Excerpted data ->
Segment Open
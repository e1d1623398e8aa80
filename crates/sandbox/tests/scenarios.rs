//! End-to-end replay scenarios against the QuickJS engine.

use protocol::{CodeBlock, Outcome, PartialEvaluation, ToolDefinition, ToolEntry, ToolState};
use sandbox::EngineConfig;
use serde_json::{json, Value};
use std::time::Duration;

fn web_search() -> ToolDefinition {
    ToolDefinition::new(
        "webSearch",
        "Search the web",
        json!({
            "type": "object",
            "properties": { "query": { "type": "string" } },
            "required": ["query"]
        }),
    )
}

fn get_weather() -> ToolDefinition {
    ToolDefinition::new(
        "getWeather",
        "Current weather for a location",
        json!({
            "type": "object",
            "properties": { "location": { "type": "string" } },
            "required": ["location"]
        }),
    )
}

fn summarize() -> ToolDefinition {
    ToolDefinition::new(
        "summarize",
        "Summarize a document",
        json!({
            "type": "object",
            "properties": { "url": { "type": "string" } },
            "required": ["url"]
        }),
    )
}

fn run(code: &str, state: &ToolState, tools: &[ToolDefinition]) -> Outcome {
    let block = CodeBlock::new("block-1", code);
    sandbox::evaluate(&EngineConfig::default(), &block, state, tools).expect("engine failure")
}

fn expect_partial(outcome: Outcome) -> PartialEvaluation {
    match outcome {
        Outcome::Partial { partial } => partial,
        other => panic!("expected partial outcome, got {other:?}"),
    }
}

fn expect_success(outcome: Outcome) -> Value {
    match outcome {
        Outcome::Success { value } => value,
        other => panic!("expected success outcome, got {other:?}"),
    }
}

fn expect_error(outcome: Outcome) -> Value {
    match outcome {
        Outcome::Error { error } => error,
        other => panic!("expected error outcome, got {other:?}"),
    }
}

fn pending_calls(state: &ToolState) -> Vec<(String, String, Value)> {
    state
        .pending()
        .map(|entry| match entry {
            ToolEntry::Pending {
                id,
                name,
                arguments,
            } => (id.clone(), name.clone(), arguments.clone()),
            other => panic!("not pending: {other:?}"),
        })
        .collect()
}

#[test]
fn single_tool_call_success() {
    let code = r#"async function main() {
  const r = await webSearch({ query: "news today" });
  return r.filter((x) => x.title.includes("news"));
}"#;
    let tools = [web_search()];

    let partial = expect_partial(run(code, &ToolState::new(), &tools));
    let pending = pending_calls(&partial.tool_state);
    assert_eq!(pending.len(), 1);
    assert_eq!(pending[0].1, "webSearch");
    assert_eq!(pending[0].2, json!({"query": "news today"}));

    let resolved = ToolState::from(vec![ToolEntry::Resolved {
        id: pending[0].0.clone(),
        result: json!([
            {"title": "news today", "url": "u1"},
            {"title": "news this week", "url": "u2"},
            {"title": "not relevant", "url": "u3"}
        ]),
    }]);
    let value = expect_success(run(code, &resolved, &tools));
    assert_eq!(
        value,
        json!([
            {"title": "news today", "url": "u1"},
            {"title": "news this week", "url": "u2"}
        ])
    );
}

#[test]
fn parallel_fan_out_records_both_pendings_in_order() {
    let code = r#"async function main() {
  return Promise.all([
    webSearch({ query: "sport news" }),
    webSearch({ query: "international affaires news" }),
  ]);
}"#;
    let partial = expect_partial(run(code, &ToolState::new(), &[web_search()]));
    let pending = pending_calls(&partial.tool_state);
    assert_eq!(pending.len(), 2);
    assert_eq!(pending[0].2, json!({"query": "sport news"}));
    assert_eq!(pending[1].2, json!({"query": "international affaires news"}));
}

#[test]
fn sequential_chain_advances_one_call_per_pass() {
    let code = r#"async function main() {
  const a = await webSearch({ query: "sport news" });
  const b = await webSearch({ query: "international affaires news" });
  return { a, b };
}"#;
    let tools = [web_search()];

    let first = expect_partial(run(code, &ToolState::new(), &tools));
    let pending = pending_calls(&first.tool_state);
    assert_eq!(pending.len(), 1);
    assert_eq!(pending[0].2, json!({"query": "sport news"}));

    let mut answered = ToolState::from(vec![ToolEntry::Resolved {
        id: pending[0].0.clone(),
        result: json!(["s1"]),
    }]);
    let second = expect_partial(run(code, &answered, &tools));
    assert_eq!(second.tool_state.len(), 2);
    assert!(second.tool_state.extends(&answered));
    let pending = pending_calls(&second.tool_state);
    assert_eq!(pending.len(), 1);
    assert_eq!(pending[0].2, json!({"query": "international affaires news"}));

    answered.push(ToolEntry::Resolved {
        id: pending[0].0.clone(),
        result: json!(["i1"]),
    });
    let value = expect_success(run(code, &answered, &tools));
    assert_eq!(value, json!({"a": ["s1"], "b": ["i1"]}));
}

#[test]
fn sequential_loop_extends_state_by_one_pending_per_pass() {
    let code = r#"async function main() {
  const out = [];
  for (const location of ["Paris", "London", "New York"]) {
    out.push(await getWeather({ location }));
  }
  return out;
}"#;
    let tools = [get_weather()];
    let mut state = ToolState::new();

    for (index, expected) in ["Paris", "London", "New York"].iter().enumerate() {
        let partial = expect_partial(run(code, &state, &tools));
        assert_eq!(partial.tool_state.len(), index + 1);
        assert!(partial.tool_state.extends(&state));

        let pending = pending_calls(&partial.tool_state);
        assert_eq!(pending.len(), 1);
        assert_eq!(pending[0].2, json!({"location": expected}));

        state.push(ToolEntry::Resolved {
            id: pending[0].0.clone(),
            result: json!({"location": expected, "celsius": 11}),
        });
    }

    let value = expect_success(run(code, &state, &tools));
    assert_eq!(value.as_array().map(Vec::len), Some(3));
}

#[test]
fn post_processing_filters_before_fan_out() {
    let code = r#"async function main() {
  const results = await webSearch({ query: "rust" });
  const kept = results.filter((x) => x.tags.includes("lang"));
  return Promise.all(kept.map((x) => summarize({ url: x.url })));
}"#;
    let tools = [web_search(), summarize()];

    let first = expect_partial(run(code, &ToolState::new(), &tools));
    let pending = pending_calls(&first.tool_state);
    let answered = ToolState::from(vec![ToolEntry::Resolved {
        id: pending[0].0.clone(),
        result: json!([
            {"url": "u1", "tags": ["lang"]},
            {"url": "u2", "tags": ["cooking"]},
            {"url": "u3", "tags": ["lang", "systems"]}
        ]),
    }]);

    let second = expect_partial(run(code, &answered, &tools));
    let pending = pending_calls(&second.tool_state);
    assert_eq!(pending.len(), 2);
    assert!(pending.iter().all(|(_, name, _)| name == "summarize"));
    assert_eq!(pending[0].2, json!({"url": "u1"}));
    assert_eq!(pending[1].2, json!({"url": "u3"}));
}

#[test]
fn runtime_error_in_user_code() {
    let code = r#"async function main() { throw new Error("oops"); }"#;
    let outcome = run(code, &ToolState::new(), &[web_search()]);
    let error = expect_error(outcome);
    assert_eq!(error["message"], "oops");
}

#[test]
fn runtime_error_records_no_pending_calls() {
    let code = r#"async function main() { throw new Error("oops"); }"#;
    let block = CodeBlock::new("block-1", code);
    let outcome =
        sandbox::evaluate(&EngineConfig::default(), &block, &ToolState::new(), &[]).unwrap();
    assert!(matches!(outcome, Outcome::Error { .. }));
}

#[test]
fn synchronous_throw_before_trailer_is_a_runtime_error() {
    let code = r#"throw new Error("early");
async function main() { return 1; }"#;
    let error = expect_error(run(code, &ToolState::new(), &[]));
    assert!(error.as_str().is_some_and(|text| text.contains("early")));
}

#[test]
fn syntax_error_is_a_runtime_error() {
    let error = expect_error(run("async function main( {", &ToolState::new(), &[]));
    assert!(error.is_string());
}

#[test]
fn missing_main_is_a_runtime_error() {
    let error = expect_error(run("const x = 1;", &ToolState::new(), &[]));
    assert_eq!(error["name"], "ReferenceError");
}

#[test]
fn client_rejection_propagates_and_can_be_caught() {
    let tools = [web_search()];
    let rejected = ToolState::from(vec![ToolEntry::Rejected {
        id: "c1".into(),
        error: json!({"message": "rate limited"}),
    }]);

    let uncaught = r#"async function main() {
  return await webSearch({ query: "x" });
}"#;
    let error = expect_error(run(uncaught, &rejected, &tools));
    assert_eq!(error, json!({"message": "rate limited"}));

    let caught = r#"async function main() {
  try {
    return await webSearch({ query: "x" });
  } catch (e) {
    return { fallback: true, reason: e.message };
  }
}"#;
    let value = expect_success(run(caught, &rejected, &tools));
    assert_eq!(value, json!({"fallback": true, "reason": "rate limited"}));
}

#[test]
fn swallowed_interception_still_counts_as_success() {
    // A program that catches the control rejection and returns anyway has
    // settled; the recorded pending entry does not demote the outcome.
    let code = r#"async function main() {
  try { await webSearch({ query: "x" }); } catch (_) {}
  return "done";
}"#;
    let value = expect_success(run(code, &ToolState::new(), &[web_search()]));
    assert_eq!(value, json!("done"));
}

#[test]
fn pending_entry_in_input_is_a_runtime_error() {
    let state = ToolState::from(vec![ToolEntry::Pending {
        id: "c1".into(),
        name: "webSearch".into(),
        arguments: json!({"query": "x"}),
    }]);
    let code = r#"async function main() { return await webSearch({ query: "x" }); }"#;
    let error = expect_error(run(code, &state, &[web_search()]));
    assert_eq!(error["__capstanControl"], "unexpected_pending_tool");
}

#[test]
fn replay_is_deterministic_up_to_minted_ids() {
    let code = r#"async function main() {
  const a = await webSearch({ query: "q1" });
  const b = await webSearch({ query: "q2" });
  return [a, b];
}"#;
    let tools = [web_search()];
    let state = ToolState::from(vec![
        ToolEntry::Resolved {
            id: "c1".into(),
            result: json!(1),
        },
        ToolEntry::Resolved {
            id: "c2".into(),
            result: json!(2),
        },
    ]);

    let first = run(code, &state, &tools);
    let second = run(code, &state, &tools);
    assert_eq!(first, second);
    assert_eq!(expect_success(first), json!([1, 2]));
}

#[test]
fn partial_replays_agree_up_to_ids() {
    let code = r#"async function main() { return await webSearch({ query: "q" }); }"#;
    let tools = [web_search()];

    let first = expect_partial(run(code, &ToolState::new(), &tools));
    let second = expect_partial(run(code, &ToolState::new(), &tools));

    let first_calls = pending_calls(&first.tool_state);
    let second_calls = pending_calls(&second.tool_state);
    assert_eq!(first_calls.len(), second_calls.len());
    for (a, b) in first_calls.iter().zip(&second_calls) {
        assert_eq!(a.1, b.1);
        assert_eq!(a.2, b.2);
        assert_ne!(a.0, b.0);
    }
}

#[test]
fn memory_cap_exhaustion_is_a_runtime_error() {
    let code = r#"async function main() {
  let s = "x";
  for (let i = 0; i < 40; i++) s += s;
  return s.length;
}"#;
    let outcome = run(code, &ToolState::new(), &[]);
    assert!(matches!(outcome, Outcome::Error { .. }));
}

#[test]
fn wall_clock_cap_is_a_runtime_error() {
    let config = EngineConfig {
        eval_timeout: Some(Duration::from_millis(50)),
        ..EngineConfig::default()
    };
    let block = CodeBlock::new("block-1", "async function main() { for (;;) {} }");
    let outcome = sandbox::evaluate(&config, &block, &ToolState::new(), &[]).unwrap();
    assert!(matches!(outcome, Outcome::Error { .. }));
}

#[test]
fn unparked_main_is_a_runtime_error() {
    let code = r#"async function main() { await new Promise(() => {}); }"#;
    let outcome = run(code, &ToolState::new(), &[]);
    assert!(matches!(outcome, Outcome::Error { .. }));
}

#[test]
fn invalid_tool_name_is_an_engine_error() {
    let block = CodeBlock::new("block-1", "async function main() {}");
    let tools = [ToolDefinition::new("web search", "", json!({}))];
    let result = sandbox::evaluate(&EngineConfig::default(), &block, &ToolState::new(), &tools);
    assert!(matches!(result, Err(sandbox::Error::InvalidToolName(_))));
}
Segment Closed
What is needed ->
Since only the total is wanted, work out how many lines of the data above contain "const" and state it alone.

Task answer ->
10